Saturday, August 23, 2008

Mustard & Jelly

This has been circulating around the at-home dad blogsphere.

I always wanted to do heavy metal versions of fairy tales...

Monday, December 03, 2007

Product Review - The Baby Butler

When I recently received an email about reviewing some baby products, I figured what the hell. We at-home dads are sailing in unchartered waters so any light I can shed on the situation I feel is a good thing.

It took me several years being the at-home primary caregiver before I decided to reach out to other dads on the interweb and seek guidance and counsel.

And when I did find web sites and blogs dedicated to the AHDs of the world, well it was sorta like replying to a classified ad in the back of the punk zine Flipside as a teenager – suddenly I found myself surrounded by like-minded people in a similar situation.

I’ve been extolling the virtues of punk rock D.I.Y ideologies since as long as I can remember and if you really think about it, me being an at-home dad is just an extension of the do-it-yourself philosophy.

So I am eager and excited to be able to help educate the world on the needs of fathers who are the primary caregiver: 7 years ago there were no black diapers bags, rather it was world filled in pink and covered in bunnies and bears. We have truly made some strides in the last few years.

This brings me to the Baby Butler – a unique and clever way to free up your hand during bottle-feeding an infant. Now I must say that my boys are way past the days of bottle feeding but damn I do recall wanting to grow another appendage to help me out in my day-to-day dealings with a baby. Which is exactly what the Baby Butler does for you: it essentially gives you a third hand.

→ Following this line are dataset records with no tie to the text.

use crate::config::ScaleOptions;
use crate::rect::Rect;
use crate::scale::ticks::{LogTickParams, Tick, format_log_label, generate_log_ticks};
use crate::scale::{
    Extent, ScaleContext, fraction_at_pixel, numeric_limits, pixel_at_fraction, safe_ratio,
};

/// Share of the axis given to `(0, min_not_zero]` when the domain starts at
/// zero. The value is arbitrary and kept for visual compatibility.
const ZERO_LEAD_IN: f64 = 0.02;

/// Base-10 logarithmic scale.
///
/// Negative samples cannot be placed and are ignored. A domain starting at
/// zero maps values up to `min_not_zero` linearly into the first 2% of the
/// axis and the log range into the rest.
#[derive(Debug, Clone)]
pub struct LogarithmicScale {
    options: ScaleOptions,
    rect: Rect,
    min: f64,
    max: f64,
    min_not_zero: f64,
    ticks: Vec<Tick>,
}

impl LogarithmicScale {
    pub fn new(options: ScaleOptions) -> Self {
        Self {
            options,
            rect: Rect::default(),
            min: 1.0,
            max: 10.0,
            min_not_zero: 1.0,
            ticks: Vec::new(),
        }
    }

    pub fn options(&self) -> &ScaleOptions {
        &self.options
    }

    /// Smallest positive value in the domain.
    pub fn min_not_zero(&self) -> f64 {
        self.min_not_zero
    }

    pub fn determine_data_limits(&mut self, ctx: &ScaleContext<'_>) {
        let horizontal = self.options.is_horizontal();
        let non_negative = |v: f64| v >= 0.0;

        let limits = numeric_limits(ctx, &self.options, false, non_negative);

        let mut smallest_positive = Extent::default();
        for ds in ctx.bound_datasets(&self.options) {
            for (_, value) in ds.numeric_samples(horizontal).filter(|(_, v)| *v > 0.0) {
                smallest_positive.include(value);
            }
        }

        let ticks = &self.options.ticks;
        let (mut min, mut max) = limits.unwrap_or((0.0, 0.0));
        if let Some(explicit) = ticks.min.as_ref().and_then(|b| b.as_value()) {
            min = explicit;
        }
        if let Some(explicit) = ticks.max.as_ref().and_then(|b| b.as_value()) {
            max = explicit;
        }
        min = min.max(0.0);
        max = max.max(0.0);
        if min > max {
            std::mem::swap(&mut min, &mut max);
        }

        if min == max {
            if min > 0.0 {
                let exp = min.log10().floor();
                min = 10f64.powf(exp - 1.0);
                max = 10f64.powf(exp + 1.0);
            } else {
                min = 1.0;
                max = 10.0;
            }
        }

        self.min = min;
        self.max = max;
        self.min_not_zero = smallest_positive
            .get()
            .map(|(smallest, _)| smallest)
            .filter(|v| *v < max)
            .unwrap_or_else(|| self.fallback_min_not_zero());

        tracing::trace!(
            id = %self.options.id,
            min = self.min,
            max = self.max,
            min_not_zero = self.min_not_zero,
            "logarithmic limits"
        );
    }

    fn fallback_min_not_zero(&self) -> f64 {
        if self.min > 0.0 {
            self.min
        } else {
            10f64.powf(self.max.log10().floor() - 1.0)
        }
    }

    pub fn set_geometry(&mut self, rect: Rect) {
        self.rect = rect;
    }

    pub fn geometry(&self) -> Rect {
        self.rect
    }

    pub fn build_ticks(&mut self) {
        let ticks = &self.options.ticks;
        let explicit = |bound: Option<f64>, resolved: f64| bound.filter(|b| *b == resolved);
        let params = LogTickParams {
            min: explicit(ticks.min.as_ref().and_then(|b| b.as_value()), self.min),
            max: explicit(ticks.max.as_ref().and_then(|b| b.as_value()), self.max),
        };

        let mut values = generate_log_ticks(params, self.min, self.max, self.min_not_zero);
        if !self.options.is_horizontal() {
            values.reverse();
        }
        if ticks.reverse {
            values.reverse();
        }

        self.min = values.iter().copied().fold(f64::INFINITY, f64::min);
        self.max = values.iter().copied().fold(f64::NEG_INFINITY, f64::max);
        if self.min > 0.0 && self.min_not_zero > self.min {
            self.min_not_zero = self.min;
        }

        let count = values.len();
        self.ticks = values
            .iter()
            .enumerate()
            .map(|(index, &value)| {
                let (label, major) = format_log_label(value, index, count);
                Tick { value, label, major }
            })
            .collect();
    }

    pub fn ticks(&self) -> &[Tick] {
        &self.ticks
    }

    pub fn min(&self) -> f64 {
        self.min
    }

    pub fn max(&self) -> f64 {
        self.max
    }

    /// Position of `value` as a fraction of the axis, from `min` to `max`.
    fn fraction(&self, value: f64) -> f64 {
        if value <= 0.0 {
            return 0.0;
        }
        if self.min == 0.0 {
            let mnz = self.min_not_zero;
            if value <= mnz {
                return ZERO_LEAD_IN * safe_ratio(value, mnz);
            }
            return ZERO_LEAD_IN
                + (1.0 - ZERO_LEAD_IN)
                    * safe_ratio(value.log10() - mnz.log10(), self.max.log10() - mnz.log10());
        }
        safe_ratio(
            value.log10() - self.min.log10(),
            self.max.log10() - self.min.log10(),
        )
    }

    fn value_at(&self, fraction: f64) -> f64 {
        if self.min == 0.0 {
            let mnz = self.min_not_zero;
            if fraction <= 0.0 {
                return 0.0;
            }
            if fraction <= ZERO_LEAD_IN {
                return fraction / ZERO_LEAD_IN * mnz;
            }
            let t = (fraction - ZERO_LEAD_IN) / (1.0 - ZERO_LEAD_IN);
            return 10f64.powf(mnz.log10() + t * (self.max.log10() - mnz.log10()));
        }
        10f64.powf(self.min.log10() + fraction * (self.max.log10() - self.min.log10()))
    }

    pub fn pixel_for_value(&self, value: f64) -> f64 {
        let mut fraction = self.fraction(value);
        if self.options.ticks.reverse {
            fraction = 1.0 - fraction;
        }
        pixel_at_fraction(&self.rect, self.options.is_horizontal(), fraction)
    }

    pub fn value_for_pixel(&self, pixel: f64) -> f64 {
        let mut fraction = fraction_at_pixel(&self.rect, self.options.is_horizontal(), pixel);
        if self.options.ticks.reverse {
            fraction = 1.0 - fraction;
        }
        self.value_at(fraction)
    }

    pub fn pixel_for_tick(&self, index: usize) -> Option<f64> {
        self.ticks.get(index).map(|tick| self.pixel_for_value(tick.value))
    }

    /// The start edge: log scales have no zero to grow from.
    pub fn base_pixel(&self) -> f64 {
        self.pixel_for_value(self.min)
    }
}

#[cfg(test)]
mod tests {
    use super::*;
    use crate::dataset::DatasetSamples;
    use crate::types::{AxisId, ChartKind, DataValue, ScaleKind};

    fn scale(values: &[f64]) -> LogarithmicScale {
        let datasets = [DatasetSamples {
            index: 0,
            kind: ChartKind::Line,
            visible: true,
            x_axis_id: Some(AxisId::X_PRIMARY),
            y_axis_id: Some(AxisId::Y_PRIMARY),
            values: values.iter().map(|v| DataValue::Number(*v)).collect(),
            hidden: vec![false; values.len()],
        }];
        let ctx = ScaleContext {
            labels: &[],
            x_labels: None,
            y_labels: None,
            datasets: &datasets,
        };

        let mut scale =
            LogarithmicScale::new(ScaleOptions::new(ScaleKind::Logarithmic, AxisId::Y_PRIMARY));
        scale.determine_data_limits(&ctx);
        scale.set_geometry(Rect::new(0.0, 0.0, 100.0, 300.0));
        scale.build_ticks();
        scale
    }

    #[test]
    fn test_decades() {
        let scale = scale(&[1.0, 1000.0]);
        assert_eq!(scale.min(), 1.0);
        assert_eq!(scale.max(), 1000.0);
        assert_eq!(scale.pixel_for_value(1.0), 300.0);
        assert_eq!(scale.pixel_for_value(1000.0), 0.0);
        assert!((scale.pixel_for_value(10.0) - 200.0).abs() < 1e-9);
        assert_eq!(scale.ticks()[0].label, "1e+3");
    }

    #[test]
    fn test_zero_lead_in() {
        let scale = scale(&[0.0, 10.0, 100.0]);
        assert_eq!(scale.min(), 0.0);
        assert_eq!(scale.min_not_zero(), 10.0);
        assert_eq!(scale.pixel_for_value(0.0), 300.0);
        assert!((scale.pixel_for_value(10.0) - 294.0).abs() < 1e-9);
        assert!(scale.pixel_for_value(100.0).abs() < 1e-9);
        assert!((scale.value_for_pixel(297.0) - 5.0).abs() < 1e-9);
    }

    #[test]
    fn test_collapsed_domains() {
        let scale_single = scale(&[50.0]);
        assert_eq!(scale_single.min(), 1.0);
        assert_eq!(scale_single.max(), 100.0);

        let scale_zero = scale(&[0.0]);
        assert_eq!(scale_zero.min(), 1.0);
        assert_eq!(scale_zero.max(), 10.0);

        let empty = scale(&[]);
        assert_eq!((empty.min(), empty.max()), (1.0, 10.0));
    }

    #[test]
    fn test_negative_samples_are_ignored() {
        let scale = scale(&[-5.0, 10.0, 100.0]);
        assert_eq!(scale.min(), 10.0);
        assert!(scale.pixel_for_value(-5.0).is_finite());
    }
}
use crate::types::AxisId;

/// Errors that can occur while building or updating a chart.
#[derive(Debug, Clone, PartialEq)]
pub enum ChartError {
    /// Two configured scales resolved to the same id.
    DuplicateAxis(AxisId),

    /// A dataset references a scale that does not exist.
    UnknownAxis { dataset: usize, axis: AxisId },

    /// A radar dataset was added to a chart without a radial scale.
    MissingRadialScale { dataset: usize },

    /// A dataset index is out of range.
    DatasetOutOfRange { index: usize, len: usize },

    /// The dataset was added after the last update and has no controller yet.
    NotUpdated { dataset: usize },

    /// The chart was destroyed.
    Destroyed,
}

impl std::fmt::Display for ChartError {
    fn fmt(&self, f: &mut std::fmt::Formatter<'_>) -> std::fmt::Result {
        match self {
            ChartError::DuplicateAxis(id) => write!(f, "Duplicate scale id: {}", id),
            ChartError::UnknownAxis { dataset, axis } => {
                write!(f, "Dataset {} is bound to unknown scale {}", dataset, axis)
            }
            ChartError::MissingRadialScale { dataset } => {
                write!(f, "Dataset {} needs a radial scale but none is configured", dataset)
            }
            ChartError::DatasetOutOfRange { index, len } => write!(
                f,
                "Dataset index {} out of range (chart has {} datasets)",
                index, len
            ),
            ChartError::NotUpdated { dataset } => {
                write!(f, "Dataset {} has no controller until the next update", dataset)
            }
            ChartError::Destroyed => write!(f, "Chart was destroyed"),
        }
    }
}

impl std::error::Error for ChartError {}

/// Result type for chart operations.
pub type ChartResult<T> = Result<T, ChartError>;

#[cfg(test)]
mod tests {
    use super::*;

    #[test]
    fn test_display_messages() {
        let err = ChartError::DatasetOutOfRange { index: 3, len: 2 };
        assert_eq!(
            err.to_string(),
            "Dataset index 3 out of range (chart has 2 datasets)"
        );

        let err = ChartError::UnknownAxis {
            dataset: 0,
            axis: AxisId(0xab),
        };
        assert_eq!(err.to_string(), "Dataset 0 is bound to unknown scale axis#000000ab");
    }
}
impl DatasetController {
    pub(crate) fn new(index: usize, kind: ChartKind) -> Self {
        tracing::debug!(index, ?kind, "creating dataset controller");
        let meta = DatasetMeta {
            kind,
            dataset: kind.has_line_element().then(Element::new),
            ..DatasetMeta::default()
        };
        Self {
            index,
            kind,
            meta: Rc::new(RefCell::new(meta)),
            observed: None,
        }
    }

    pub fn index(&self) -> usize {
        self.index
    }

    pub fn kind(&self) -> ChartKind {
        self.kind
    }

    pub fn meta(&self) -> Ref<'_, DatasetMeta> {
        self.meta.borrow()
    }

    pub fn meta_mut(&self) -> RefMut<'_, DatasetMeta> {
        self.meta.borrow_mut()
    }

    pub(crate) fn update_index(&mut self, index: usize) {
        if self.index != index {
            tracing::debug!(from = self.index, to = index, "reindexing dataset controller");
            self.index = index;
        }
    }

    /// Bind to the dataset's axes, or to the first x and y axes.
    pub(crate) fn link_scales(
        &mut self,
        dataset: &Dataset,
        first_x: Option<AxisId>,
        first_y: Option<AxisId>,
    ) {
        let mut meta = self.meta.borrow_mut();
        if self.kind.is_cartesian() {
            meta.x_axis_id = dataset.x_axis_id.or(first_x);
            meta.y_axis_id = dataset.y_axis_id.or(first_y);
        } else {
            meta.x_axis_id = None;
            meta.y_axis_id = None;
        }
    }

    fn listener(&self) -> ListenerHandle {
        let listener: Rc<RefCell<dyn DataListener>> = self.meta.clone();
        Rc::downgrade(&listener)
    }

    /// Observe `data` (dropping a replaced sequence) and resynchronize.
    pub(crate) fn build_or_update_elements(&mut self, data: &DataArray) {
        chartkit_core::profiling::profile_function!();

        let replaced = self.observed.as_ref().is_none_or(|observed| !observed.ptr_eq(data));
        if replaced {
            if let Some(stale) = self.observed.take() {
                tracing::debug!(index = self.index, "dataset data replaced, switching observation");
                stale.unlisten(&self.listener());
            }
            data.listen(self.listener());
            self.observed = Some(data.clone());
        }

        self.resync_elements(data.len());
    }

    /// Truncate or extend the element list to `len`. Added elements are reset.
    fn resync_elements(&mut self, len: usize) {
        let mut meta = self.meta.borrow_mut();
        let current = meta.data.len();
        if len < current {
            meta.data.truncate(len);
        } else if len > current {
            meta.data.extend(pending(len - current));
        }
    }

    /// Put every element in its reset state.
    pub(crate) fn reset(&self, ctx: &UpdateContext<'_>, dataset: &Dataset) {
        self.update(ctx, dataset, true);
    }

    /// Recompute every model and pivot.
    pub(crate) fn update(&self, ctx: &UpdateContext<'_>, dataset: &Dataset, reset: bool) {
        let values = dataset.data().to_vec();
        let mut guard = self.meta.borrow_mut();
        let meta = &mut *guard;
        let models = ModelBuilder {
            ctx,
            dataset,
            meta_x: meta.x_axis_id,
            meta_y: meta.y_axis_id,
            index: self.index,
            kind: self.kind,
            values: &values,
        };

        if let Some(line) = meta.dataset.as_mut() {
            line.set_model(models.line_model());
            line.pivot();
        }

        for (index, element) in meta.data.iter_mut().enumerate() {
            if element.pending_reset {
                element.discard_view();
                element.set_model(models.element_model(index, true));
                element.pivot();
                element.pending_reset = false;
            }
            element.set_model(models.element_model(index, reset));
            element.pivot();
        }
    }

    /// Move every element towards its model. Elements still waiting for
    /// their reset model are left alone.
    pub(crate) fn transition(&self, ease: f64) {
        let mut meta = self.meta.borrow_mut();
        for element in meta.data.iter_mut().filter(|el| !el.pending_reset) {
            element.transition(ease);
        }
        if let Some(line) = meta.dataset.as_mut() {
            line.transition(ease);
        }
    }

    /// Stop observing the data sequence.
    pub(crate) fn destroy(&mut self) {
        if let Some(observed) = self.observed.take() {
            observed.unlisten(&self.listener());
        }
        tracing::debug!(index = self.index, "dataset controller destroyed");
    }
}

/// Computes element models for one controller update.
struct ModelBuilder<'a> {
    ctx: &'a UpdateContext<'a>,
    dataset: &'a Dataset,
    meta_x: Option<AxisId>,
    meta_y: Option<AxisId>,
    index: usize,
    kind: ChartKind,
    values: &'a [DataValue],
}
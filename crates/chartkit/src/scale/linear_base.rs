//! Numeric domain shared by the linear and radial-linear scales.

use crate::config::TickOptions;
use crate::scale::ticks::{LinearTickParams, Tick, format_linear_label, generate_linear_ticks};

/// Numeric domain plus the mapping endpoints.
///
/// `start`/`end` are `min`/`max`, swapped when the ticks are reversed.
#[derive(Debug, Clone, Copy, PartialEq)]
pub struct LinearBase {
    pub min: f64,
    pub max: f64,
    pub start: f64,
    pub end: f64,
    /// Index of the `0` tick, if any.
    pub zero_line_index: Option<usize>,
}

impl Default for LinearBase {
    fn default() -> Self {
        Self {
            min: 0.0,
            max: 0.0,
            start: 0.0,
            end: 0.0,
            zero_line_index: None,
        }
    }
}

impl LinearBase {
    /// Start from the data limits; an empty domain starts as `0..0`.
    pub fn from_limits(limits: Option<(f64, f64)>) -> Self {
        let (min, max) = limits.unwrap_or((0.0, 0.0));
        Self {
            min,
            max,
            start: min,
            end: max,
            zero_line_index: None,
        }
    }

    /// Apply `begin_at_zero`, explicit and suggested bounds, then widen a
    /// collapsed domain.
    pub fn handle_tick_range_options(&mut self, ticks: &TickOptions) {
        if ticks.begin_at_zero {
            if self.min < 0.0 && self.max < 0.0 {
                self.max = 0.0;
            } else if self.min > 0.0 && self.max > 0.0 {
                self.min = 0.0;
            }
        }

        if let Some(min) = ticks.min.as_ref().and_then(|b| b.as_value()) {
            self.min = min;
        } else if let Some(suggested) = ticks.suggested_min {
            self.min = self.min.min(suggested);
        }

        if let Some(max) = ticks.max.as_ref().and_then(|b| b.as_value()) {
            self.max = max;
        } else if let Some(suggested) = ticks.suggested_max {
            self.max = self.max.max(suggested);
        }

        if self.min > self.max {
            std::mem::swap(&mut self.min, &mut self.max);
        }

        if self.min == self.max {
            self.max += 1.0;
            if !ticks.begin_at_zero {
                self.min -= 1.0;
            }
        }

        self.start = self.min;
        self.end = self.max;
    }

    /// Generate numeric ticks and re-derive the domain from their extremes.
    ///
    /// `descending` lists ticks from the largest value, as vertical axes do.
    pub fn build_ticks(
        &mut self,
        ticks: &TickOptions,
        max_ticks: usize,
        descending: bool,
    ) -> Vec<Tick> {
        // Explicit bounds only pin the end ticks when they survived range handling.
        let explicit = |bound: Option<f64>, resolved: f64| bound.filter(|b| *b == resolved);
        let params = LinearTickParams {
            min: explicit(ticks.min.as_ref().and_then(|b| b.as_value()), self.min),
            max: explicit(ticks.max.as_ref().and_then(|b| b.as_value()), self.max),
            step_size: ticks.step_size,
            max_ticks: max_ticks.max(2),
        };

        let mut values = generate_linear_ticks(params, self.min, self.max);
        if descending {
            values.reverse();
        }

        self.min = values.iter().copied().fold(f64::INFINITY, f64::min);
        self.max = values.iter().copied().fold(f64::NEG_INFINITY, f64::max);

        if ticks.reverse {
            values.reverse();
            self.start = self.max;
            self.end = self.min;
        } else {
            self.start = self.min;
            self.end = self.max;
        }

        self.zero_line_index = values.iter().position(|v| *v == 0.0);
        values
            .iter()
            .map(|&v| Tick::new(v, format_linear_label(v, &values)))
            .collect()
    }

    /// `(v - start) / (end - start)`, zero for a collapsed mapping.
    pub fn fraction(&self, value: f64) -> f64 {
        let range = self.end - self.start;
        if range == 0.0 || !range.is_finite() {
            return 0.0;
        }
        (value - self.start) / range
    }

    /// Inverse of [`LinearBase::fraction`].
    pub fn value_at(&self, fraction: f64) -> f64 {
        self.start + fraction * (self.end - self.start)
    }

    /// Zero clamped into the domain.
    pub fn base_value(&self) -> f64 {
        0.0_f64.clamp(self.min.min(self.max), self.max.max(self.min))
    }
}

#[cfg(test)]
mod tests {
    use super::*;
    use crate::config::TickBound;

    #[test]
    fn test_single_value_is_widened() {
        let mut base = LinearBase::from_limits(Some((5.0, 5.0)));
        base.handle_tick_range_options(&TickOptions::default());
        assert_eq!((base.min, base.max), (4.0, 6.0));

        let mut base = LinearBase::from_limits(Some((5.0, 5.0)));
        base.handle_tick_range_options(&TickOptions {
            begin_at_zero: true,
            ..Default::default()
        });
        assert_eq!((base.min, base.max), (0.0, 5.0));
    }

    #[test]
    fn test_empty_domain() {
        let mut base = LinearBase::from_limits(None);
        base.handle_tick_range_options(&TickOptions::default());
        assert_eq!((base.min, base.max), (-1.0, 1.0));

        let mut base = LinearBase::from_limits(None);
        base.handle_tick_range_options(&TickOptions {
            begin_at_zero: true,
            ..Default::default()
        });
        assert_eq!((base.min, base.max), (0.0, 1.0));
    }

    #[test]
    fn test_begin_at_zero_and_suggested() {
        let mut base = LinearBase::from_limits(Some((-8.0, -2.0)));
        base.handle_tick_range_options(&TickOptions {
            begin_at_zero: true,
            suggested_min: Some(-5.0),
            ..Default::default()
        });
        assert_eq!((base.min, base.max), (-8.0, 0.0));

        let mut base = LinearBase::from_limits(Some((2.0, 8.0)));
        base.handle_tick_range_options(&TickOptions {
            suggested_max: Some(20.0),
            max: None,
            min: Some(TickBound::Value(1.0)),
            ..Default::default()
        });
        assert_eq!((base.min, base.max), (1.0, 20.0));
    }

    #[test]
    fn test_build_ticks_extends_domain() {
        let mut base = LinearBase::from_limits(Some((3.0, 97.0)));
        base.handle_tick_range_options(&TickOptions::default());
        let ticks = base.build_ticks(&TickOptions::default(), 11, false);
        assert_eq!((base.min, base.max), (0.0, 100.0));
        assert_eq!(ticks[0].label, "0");
        assert_eq!(ticks[10].label, "100");
        assert_eq!(base.zero_line_index, Some(0));
    }

    #[test]
    fn test_reverse_swaps_endpoints() {
        let opts = TickOptions {
            reverse: true,
            ..Default::default()
        };
        let mut base = LinearBase::from_limits(Some((0.0, 10.0)));
        base.handle_tick_range_options(&opts);
        let ticks = base.build_ticks(&opts, 11, true);
        assert_eq!(base.start, 10.0);
        assert_eq!(base.end, 0.0);
        assert_eq!(ticks[0].value, 0.0);
    }
}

The basic premise is that you have a burp cloth with a velcro’ed spot to affix a bottle. This is all fine and good but one thing that is often overlooked in the kid market is versatility. Because what might seem like a wise investment now will only end up being an item taking up closet space the next. Kids develop at an alarming rate of speed (take note you non-parents out there) and spending your hard-earned cash on something your child will age out of in mere weeks can dissuade the frugal parent from exercising their purchasing power. The beauty of the Baby Butler is that its not only a weighted burp cloth slash bottle holder but can also double as a diaper changing pad and even has a pocket to store your binky, er, pacifier. And it is the Baby Butler's ability to be utilized in many different ways that makes it a good thing. Plus, at $22 a pop, they are reasonably cheap.

Now all we need is to take it one step further and invent the ManBoob™ so that fathers can truly enjoy the breastfeeding experience.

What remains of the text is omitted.